Chelsea FC manager Frank Lampard said a few months ago that it wouldn’t sit right with him if the deserving were deprived of testing so players could be tested and football could continue. I agree with that. I also feel that if testing needs to be rationed in England, as The Guardian reports, professional sports there must take its place in the queue with everyone else. If the English Premier League can’t fairly secure enough tests to continue, it shouldn’t get to hog them and deprive everyone else.
VOR
@Amir Khalid: agree. I hope they got the testing promise in writing; I certainly would not trust Trump’s word. Football brings in a lot of money, especially at a Big Ten school, and I’m sure all those colleges are facing big budget deficits in their athletic departments.
YY_Sima Qian
Update from Ruili in YunnanProvince: as of 5:30 PM on 9/17, samples have been collected from 246,686 individuals in the city (I think that is close to everyone), have results for 95,362 individuals, all negative. The rest of results will probably come in by the end of business tomorrow. It would appear the border town lucked out. No work if any other undocumented entries from Myanmar have been found.
YY_Sima Qian
Here is a recent preprint published by a team of researchers at the National University of Singapore assessing the feasibility of international cold chain logistics as a vector for transmitting viable SARS-CoV-2 virus and causing new outbreaks at places were COVID-19 has been eradicated.

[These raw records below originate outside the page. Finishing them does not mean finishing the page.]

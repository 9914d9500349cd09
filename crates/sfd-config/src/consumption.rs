//! Config consumption map + unused-key guard.
//!
//! Consumers choose whether unused keys are warnings or errors by calling
//! `report_unused_keys(consumer, &config_json, UnusedKeyPolicy::Warn|Fail)`.
//!
//! "Consumed pointers" are JSON Pointer prefixes. A leaf under any consumed
//! prefix is consumed; every other leaf is "unused".
//!
//! - consumed prefix "/workflow" consumes "/workflow/transitions/pending/0"
//! - consumed prefix "/daemon/bind_addr" does NOT consume "/daemon/bind"

use anyhow::{bail, Result};
use serde::{Deserialize, Serialize};
use serde_json::Value;
use std::collections::BTreeSet;

#[derive(Debug, Clone, Copy, PartialEq, Eq)]
pub enum ConfigConsumer {
    Daemon,
    Cli,
}

impl ConfigConsumer {
    pub fn as_str(&self) -> &'static str {
        match self {
            ConfigConsumer::Daemon => "DAEMON",
            ConfigConsumer::Cli => "CLI",
        }
    }
}

#[derive(Debug, Clone, Copy, PartialEq, Eq)]
pub enum UnusedKeyPolicy {
    Warn,
    Fail,
}

#[derive(Debug, Clone, Serialize, Deserialize)]
pub struct UnusedKeyReport {
    pub consumer: String,
    /// Consumed JSON-pointer prefixes used for this analysis (sorted, unique)
    pub consumed_prefixes: Vec<String>,
    /// Unused leaf pointers (sorted)
    pub unused_leaf_pointers: Vec<String>,
}

impl UnusedKeyReport {
    pub fn is_clean(&self) -> bool {
        self.unused_leaf_pointers.is_empty()
    }
}

/// Registry of consumed JSON-pointer prefixes per consumer.
///
/// Must reflect what the code actually reads:
/// - sfd_orders::WorkflowRegistry::from_config_json: /workflow, /tenants
/// - sfd-daemon settings: /daemon/bind_addr, /daemon/event_buffer,
///   /daemon/heartbeat_secs
pub fn consumed_pointers_for(consumer: ConfigConsumer) -> &'static [&'static str] {
    match consumer {
        ConfigConsumer::Daemon => &[
            "/workflow",
            "/tenants",
            "/daemon/bind_addr",
            "/daemon/event_buffer",
            "/daemon/heartbeat_secs",
        ],
        ConfigConsumer::Cli => &["/workflow", "/tenants"],
    }
}

/// Produce an unused-key report for a given consumer.
/// `Fail` returns an error when unused keys exist; `Warn` always returns
/// Ok(report).
pub fn report_unused_keys(
    consumer: ConfigConsumer,
    config_json: &Value,
    policy: UnusedKeyPolicy,
) -> Result<UnusedKeyReport> {
    let consumed: BTreeSet<String> = consumed_pointers_for(consumer)
        .iter()
        .map(|p| normalize_pointer(p))
        .collect();
    let consumed_prefixes: Vec<String> = consumed.into_iter().collect();

    let mut leaves: Vec<String> = Vec::new();
    collect_leaf_pointers(config_json, "", &mut leaves);

    let mut unused: Vec<String> = leaves
        .into_iter()
        .filter(|lp| !consumed_prefixes.iter().any(|cp| is_prefix_pointer(cp, lp)))
        .collect();
    unused.sort();
    unused.dedup();

    let report = UnusedKeyReport {
        consumer: consumer.as_str().to_string(),
        consumed_prefixes,
        unused_leaf_pointers: unused,
    };

    if policy == UnusedKeyPolicy::Fail && !report.is_clean() {
        bail!(
            "CONFIG_UNUSED_KEYS (consumer={}): {} unused config leaf key(s) detected. \
            Remove them or update the consumed registry. First few: {}",
            report.consumer,
            report.unused_leaf_pointers.len(),
            preview_list(&report.unused_leaf_pointers, 12)
        );
    }

    Ok(report)
}

/// Leading "/" enforced, trailing "/" stripped unless the pointer is just "/".
fn normalize_pointer(p: &str) -> String {
    let mut s = p.trim().to_string();
    if s.is_empty() {
        return "/".to_string();
    }
    if !s.starts_with('/') {
        s.insert(0, '/');
    }
    while s.ends_with('/') && s.len() > 1 {
        s.pop();
    }
    s
}

/// "/" consumes everything; "/a/b" consumes "/a/b" and "/a/b/c" but not "/a/bc".
fn is_prefix_pointer(prefix: &str, leaf: &str) -> bool {
    if prefix == "/" || leaf == prefix {
        return true;
    }
    leaf.strip_prefix(prefix)
        .is_some_and(|rest| rest.starts_with('/'))
}

pub(crate) fn collect_leaf_pointers(v: &Value, prefix: &str, out: &mut Vec<String>) {
    match v {
        Value::Object(map) => {
            for (k, vv) in map {
                let next = format!("{}/{}", prefix, escape_pointer_token(k));
                collect_leaf_pointers(vv, &next, out);
            }
        }
        Value::Array(arr) => {
            for (i, vv) in arr.iter().enumerate() {
                let next = format!("{}/{}", prefix, i);
                collect_leaf_pointers(vv, &next, out);
            }
        }
        _ => {
            let p = if prefix.is_empty() {
                "/".to_string()
            } else {
                prefix.to_string()
            };
            out.push(p);
        }
    }
}

fn escape_pointer_token(s: &str) -> String {
    s.replace('~', "~0").replace('/', "~1")
}

fn preview_list(items: &[String], n: usize) -> String {
    let take = items.iter().take(n).cloned().collect::<Vec<_>>();
    format!("{:?}", take)
}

Seeding of outbreaks of COVID-19 by contaminated fresh and frozen food
Their finding is that viable virus can survive for 21 days on the surfaces of frozen meat, which can then infect workers who subsequent process the imported meat, or individuals who prepare the meals with the contaminated meat and who failed to ensure proper hygiene. So, fomite transmission via cold chain logistics may not be a significant vector, but it should not be dismissed by places that believe they have eradicated COVID-19, and wish to keep it that way.